Reproduce the data, keeping every word exactly as it is.
== Segment start ==
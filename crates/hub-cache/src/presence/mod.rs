//! Per-document presence storage

mod memory_presence;
mod redis_presence;

pub use memory_presence::MemoryPresenceManager;
pub use redis_presence::RedisPresenceManager;
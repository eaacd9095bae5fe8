//! # hub-gateway
//!
//! Real-time document collaboration hub over WebSocket.
//!
//! Clients handshake, fetch snapshots, subscribe to documents or whole
//! collections, submit operations, and share presence. Submitted operations
//! are committed through an `Adapter` and fanned out over `PubSub` to every
//! subscribed connection on every instance.

pub mod connection;
pub mod handlers;
pub mod middleware;
pub mod pipeline;
pub mod presence;
pub mod server;
pub mod service;

#[cfg(test)]
mod testing;

pub use server::{create_app, create_hub_service, run, serve, GatewayState};
pub use service::{HubService, HubServiceBuilder, HubStats};
//! Domain entities

mod collection;
mod operation;
mod presence;
mod snapshot;

pub use collection::{CollectionInfo, DocumentType};
pub use operation::{CreateData, OpType, Operation};
pub use presence::PresenceData;
pub use snapshot::{QueryOptions, Snapshot};
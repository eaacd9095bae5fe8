//! Cleanup scheduler
//!
//! Periodically evicts connections that have been silent longer than the
//! inactivity timeout. Eviction only removes the registry entry; the
//! transport is closed by its own task.

use crate::connection::ConnectionRegistry;
use std::sync::Arc;
use std::time::{Duration, Instant};
use tokio::task::JoinHandle;
use tokio::time::{interval, MissedTickBehavior};
use tokio_util::sync::CancellationToken;

/// Shortest accepted sweep period
const MIN_INTERVAL: Duration = Duration::from_millis(10);

/// Periodic inactive-connection sweep
#[derive(Debug, Clone)]
pub struct CleanupScheduler {
    registry: Arc<ConnectionRegistry>,
    interval: Duration,
    timeout: Duration,
}

impl CleanupScheduler {
    pub fn new(registry: Arc<ConnectionRegistry>, interval: Duration, timeout: Duration) -> Self {
        Self {
            registry,
            interval: interval.max(MIN_INTERVAL),
            timeout,
        }
    }

    pub fn interval(&self) -> Duration {
        self.interval
    }

    /// Run one sweep now
    pub fn sweep(&self) -> usize {
        self.sweep_at(Instant::now())
    }

    /// Run one sweep as of `now`
    pub fn sweep_at(&self, now: Instant) -> usize {
        let evicted = self.registry.sweep_inactive(now, self.timeout);

        for conn in &evicted {
            tracing::info!(
                connection_id = %conn.id(),
                idle_secs = conn.idle_for(now).as_secs(),
                "Cleaned up inactive connection"
            );
        }

        evicted.len()
    }

    /// Sweep on every tick until `scope` is cancelled
    pub async fn run(self, scope: CancellationToken) {
        let mut ticker = interval(self.interval);
        ticker.set_missed_tick_behavior(MissedTickBehavior::Delay);
        // The first tick completes immediately
        ticker.tick().await;

        loop {
            tokio::select! {
                () = scope.cancelled() => break,
                _ = ticker.tick() => {
                    let evicted = self.sweep();
                    if evicted > 0 {
                        tracing::debug!(
                            evicted,
                            remaining = self.registry.count(),
                            "Cleanup sweep finished"
                        );
                    }
                }
            }
        }

        tracing::debug!("Cleanup scheduler stopped");
    }

    /// Spawn [`run`](Self::run) on the runtime
    pub fn spawn(self, scope: CancellationToken) -> JoinHandle<()> {
        tokio::spawn(self.run(scope))
    }
}
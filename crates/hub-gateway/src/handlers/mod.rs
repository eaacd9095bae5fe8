//! Action handlers
//!
//! Routes each inbound message to the handler for its action code.

mod deadline;
mod error;
mod fetch;
mod handshake;
mod presence;
mod submit;
mod subscribe;

pub use deadline::Deadline;
pub use error::{HandlerError, HandlerResult};
pub use fetch::FetchHandler;
pub use handshake::HandshakeHandler;
pub use presence::PresenceHandler;
pub use submit::SubmitHandler;
pub use subscribe::SubscribeHandler;

use crate::connection::Connection;
use crate::service::HubService;
use hub_core::{Action, HubError, HubResult, Message};
use std::sync::Arc;

/// Dispatch incoming client messages to appropriate handlers
pub struct MessageDispatcher;

impl MessageDispatcher {
    /// Handle an incoming client message, returning the response frame
    ///
    /// Middleware runs first, in registration order. Any error here is
    /// answered with an error frame by the caller. Everything up to a commit
    /// runs under `deadline`; fan-out of a committed operation does not.
    pub async fn dispatch(
        service: &HubService,
        connection: &Arc<Connection>,
        message: &Message,
        deadline: Deadline,
    ) -> HandlerResult<Message> {
        deadline
            .run(service.middleware().run(service.scope(), connection, message))
            .await?;

        let Some(action) = message.parsed_action() else {
            tracing::debug!(
                connection_id = %connection.id(),
                action = %message.action,
                "Unknown action"
            );
            return Err(HubError::UnknownAction(message.action.clone()).into());
        };

        if action.targets_document() {
            require_target(action, message)?;
        }

        match action {
            Action::Handshake => Ok(HandshakeHandler::handle(connection)),
            Action::Fetch => deadline.run(FetchHandler::handle(service, message)).await,
            Action::Subscribe => {
                deadline
                    .run(SubscribeHandler::handle(service, connection, message))
                    .await
            }
            Action::Operation => SubmitHandler::handle(service, connection, message, deadline).await,
            Action::Presence => {
                deadline
                    .run(PresenceHandler::handle(service, connection, message))
                    .await
            }
        }
    }
}

/// Document-targeting actions need a collection, and all but a
/// collection-wide subscribe need a document id
fn require_target(action: Action, message: &Message) -> HubResult<()> {
    if message.collection.is_empty() {
        return Err(HubError::validation("collection is required"));
    }
    if message.doc_id.is_empty() && action != Action::Subscribe {
        return Err(HubError::validation("document id is required"));
    }
    Ok(())
}
//! Handshake handler (`hs`)

use crate::connection::Connection;
use hub_core::Message;

/// Answers with the protocol version and the connection's assigned id
pub struct HandshakeHandler;

impl HandshakeHandler {
    pub fn handle(connection: &Connection) -> Message {
        tracing::debug!(connection_id = %connection.id(), "Handshake");
        Message::handshake(connection.id())
    }
}
//! Presence aggregator
//!
//! Stores a connection's latest presence on a document and returns the
//! full set for that document, ready to broadcast.

use hub_core::{HubResult, PresenceData, PresenceManager};
use serde_json::{Map, Value};
use std::sync::Arc;

/// Merge-and-read over a `PresenceManager`
#[derive(Clone)]
pub struct PresenceAggregator {
    manager: Arc<dyn PresenceManager>,
}

impl PresenceAggregator {
    pub fn new(manager: Arc<dyn PresenceManager>) -> Self {
        Self { manager }
    }

    /// Store `data` for the connection and return every entry on the channel
    pub async fn submit(
        &self,
        channel: &str,
        connection_id: &str,
        data: PresenceData,
    ) -> HubResult<Map<String, Value>> {
        self.manager.submit(channel, connection_id, data).await?;
        self.presences(channel).await
    }

    /// Every entry on the channel, keyed by connection id
    pub async fn presences(&self, channel: &str) -> HubResult<Map<String, Value>> {
        let presences = self.manager.get_presences(channel).await?;

        let mut map = Map::with_capacity(presences.len());
        for (connection_id, data) in presences {
            map.insert(connection_id, serde_json::to_value(data)?);
        }
        Ok(map)
    }

    /// Drop a connection's entry on a channel
    pub async fn remove(&self, channel: &str, connection_id: &str) -> HubResult<()> {
        self.manager.remove(channel, connection_id).await
    }
}

impl std::fmt::Debug for PresenceAggregator {
    fn fmt(&self, f: &mut std::fmt::Formatter<'_>) -> std::fmt::Result {
        f.debug_struct("PresenceAggregator").finish_non_exhaustive()
    }
}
== Segment end ==
■ **ANSWER TO THIS TASK**:
filename crates/hub-cache/src/presence/mod.rs
//! Per-document presence storage

mod memory_presence;
mod redis_presence;

pub use memory_presence::MemoryPresenceManager;
pub use redis_presence::RedisPresenceManager;
repository eaacd9095bae5fe8
//! # hub-gateway
//!
//! Real-time document collaboration hub over WebSocket.
//!
//! Clients handshake, fetch snapshots, subscribe to documents or whole
//! collections, submit operations, and share presence. Submitted operations
//! are committed through an `Adapter` and fanned out over `PubSub` to every
//! subscribed connection on every instance.

pub mod connection;
pub mod handlers;
pub mod middleware;
pub mod pipeline;
pub mod presence;
pub mod server;
pub mod service;

#[cfg(test)]
mod testing;

pub use server::{create_app, create_hub_service, run, serve, GatewayState};
pub use service::{HubService, HubServiceBuilder, HubStats};
//! Domain entities

mod collection;
mod operation;
mod presence;
mod snapshot;

pub use collection::{CollectionInfo, DocumentType};
pub use operation::{CreateData, OpType, Operation};
pub use presence::PresenceData;
pub use snapshot::{QueryOptions, Snapshot};
repository eaacd9095bae5fe8
//! Cleanup scheduler
//!
//! Periodically evicts connections that have been silent longer than the
//! inactivity timeout. Eviction only removes the registry entry; the
//! transport is closed by its own task.

use crate::connection::ConnectionRegistry;
use std::sync::Arc;
use std::time::{Duration, Instant};
use tokio::task::JoinHandle;
use tokio::time::{interval, MissedTickBehavior};
use tokio_util::sync::CancellationToken;

/// Shortest accepted sweep period
const MIN_INTERVAL: Duration = Duration::from_millis(10);

/// Periodic inactive-connection sweep
#[derive(Debug, Clone)]
pub struct CleanupScheduler {
    registry: Arc<ConnectionRegistry>,
    interval: Duration,
    timeout: Duration,
}

impl CleanupScheduler {
    pub fn new(registry: Arc<ConnectionRegistry>, interval: Duration, timeout: Duration) -> Self {
        Self {
            registry,
            interval: interval.max(MIN_INTERVAL),
            timeout,
        }
    }

    pub fn interval(&self) -> Duration {
        self.interval
    }

    /// Run one sweep now
    pub fn sweep(&self) -> usize {
        self.sweep_at(Instant::now())
    }

    /// Run one sweep as of `now`
    pub fn sweep_at(&self, now: Instant) -> usize {
        let evicted = self.registry.sweep_inactive(now, self.timeout);

        for conn in &evicted {
            tracing::info!(
                connection_id = %conn.id(),
                idle_secs = conn.idle_for(now).as_secs(),
                "Cleaned up inactive connection"
            );
        }

        evicted.len()
    }

    /// Sweep on every tick until `scope` is cancelled
    pub async fn run(self, scope: CancellationToken) {
        let mut ticker = interval(self.interval);
        ticker.set_missed_tick_behavior(MissedTickBehavior::Delay);
        // The first tick completes immediately
        ticker.tick().await;

        loop {
            tokio::select! {
                () = scope.cancelled() => break,
                _ = ticker.tick() => {
                    let evicted = self.sweep();
                    if evicted > 0 {
                        tracing::debug!(
                            evicted,
                            remaining = self.registry.count(),
                            "Cleanup sweep finished"
                        );
                    }
                }
            }
        }

        tracing::debug!("Cleanup scheduler stopped");
    }

    /// Spawn [`run`](Self::run) on the runtime
    pub fn spawn(self, scope: CancellationToken) -> JoinHandle<()> {
        tokio::spawn(self.run(scope))
    }
}
filename crates/hub-gateway/src/handlers/mod.rs
repository eaacd9095bae5fe8
//! Action handlers
//!
//! Routes each inbound message to the handler for its action code.

mod deadline;
mod error;
mod fetch;
mod handshake;
mod presence;
mod submit;
mod subscribe;

pub use deadline::Deadline;
pub use error::{HandlerError, HandlerResult};
pub use fetch::FetchHandler;
pub use handshake::HandshakeHandler;
pub use presence::PresenceHandler;
pub use submit::SubmitHandler;
pub use subscribe::SubscribeHandler;

use crate::connection::Connection;
use crate::service::HubService;
use hub_core::{Action, HubError, HubResult, Message};
use std::sync::Arc;

/// Dispatch incoming client messages to appropriate handlers
pub struct MessageDispatcher;

impl MessageDispatcher {
    /// Handle an incoming client message, returning the response frame
    ///
    /// Middleware runs first, in registration order. Any error here is
    /// answered with an error frame by the caller. Everything up to a commit
    /// runs under `deadline`; fan-out of a committed operation does not.
    pub async fn dispatch(
        service: &HubService,
        connection: &Arc<Connection>,
        message: &Message,
        deadline: Deadline,
    ) -> HandlerResult<Message> {
        deadline
            .run(service.middleware().run(service.scope(), connection, message))
            .await?;

        let Some(action) = message.parsed_action() else {
            tracing::debug!(
                connection_id = %connection.id(),
                action = %message.action,
                "Unknown action"
            );
            return Err(HubError::UnknownAction(message.action.clone()).into());
        };

        if action.targets_document() {
            require_target(action, message)?;
        }

        match action {
            Action::Handshake => Ok(HandshakeHandler::handle(connection)),
            Action::Fetch => deadline.run(FetchHandler::handle(service, message)).await,
            Action::Subscribe => {
                deadline
                    .run(SubscribeHandler::handle(service, connection, message))
                    .await
            }
            Action::Operation => SubmitHandler::handle(service, connection, message, deadline).await,
            Action::Presence => {
                deadline
                    .run(PresenceHandler::handle(service, connection, message))
                    .await
            }
        }
    }
}

/// Document-targeting actions need a collection, and all but a
/// collection-wide subscribe need a document id
fn require_target(action: Action, message: &Message) -> HubResult<()> {
    if message.collection.is_empty() {
        return Err(HubError::validation("collection is required"));
    }
    if message.doc_id.is_empty() && action != Action::Subscribe {
        return Err(HubError::validation("document id is required"));
    }
    Ok(())
}
//! Handshake handler (`hs`)

use crate::connection::Connection;
use hub_core::Message;

/// Answers with the protocol version and the connection's assigned id
pub struct HandshakeHandler;

impl HandshakeHandler {
    pub fn handle(connection: &Connection) -> Message {
        tracing::debug!(connection_id = %connection.id(), "Handshake");
        Message::handshake(connection.id())
    }
}
//! Presence aggregator
//!
//! Stores a connection's latest presence on a document and returns the
//! full set for that document, ready to broadcast.

use hub_core::{HubResult, PresenceData, PresenceManager};
use serde_json::{Map, Value};
use std::sync::Arc;

/// Merge-and-read over a `PresenceManager`
#[derive(Clone)]
pub struct PresenceAggregator {
    manager: Arc<dyn PresenceManager>,
}

impl PresenceAggregator {
    pub fn new(manager: Arc<dyn PresenceManager>) -> Self {
        Self { manager }
    }

    /// Store `data` for the connection and return every entry on the channel
    pub async fn submit(
        &self,
        channel: &str,
        connection_id: &str,
        data: PresenceData,
    ) -> HubResult<Map<String, Value>> {
        self.manager.submit(channel, connection_id, data).await?;
        self.presences(channel).await
    }

    /// Every entry on the channel, keyed by connection id
    pub async fn presences(&self, channel: &str) -> HubResult<Map<String, Value>> {
        let presences = self.manager.get_presences(channel).await?;

        let mut map = Map::with_capacity(presences.len());
        for (connection_id, data) in presences {
            map.insert(connection_id, serde_json::to_value(data)?);
        }
        Ok(map)
    }

    /// Drop a connection's entry on a channel
    pub async fn remove(&self, channel: &str, connection_id: &str) -> HubResult<()> {
        self.manager.remove(channel, connection_id).await
    }
}

impl std::fmt::Debug for PresenceAggregator {
    fn fmt(&self, f: &mut std::fmt::Formatter<'_>) -> std::fmt::Result {
        f.debug_struct("PresenceAggregator").finish_non_exhaustive()
    }
}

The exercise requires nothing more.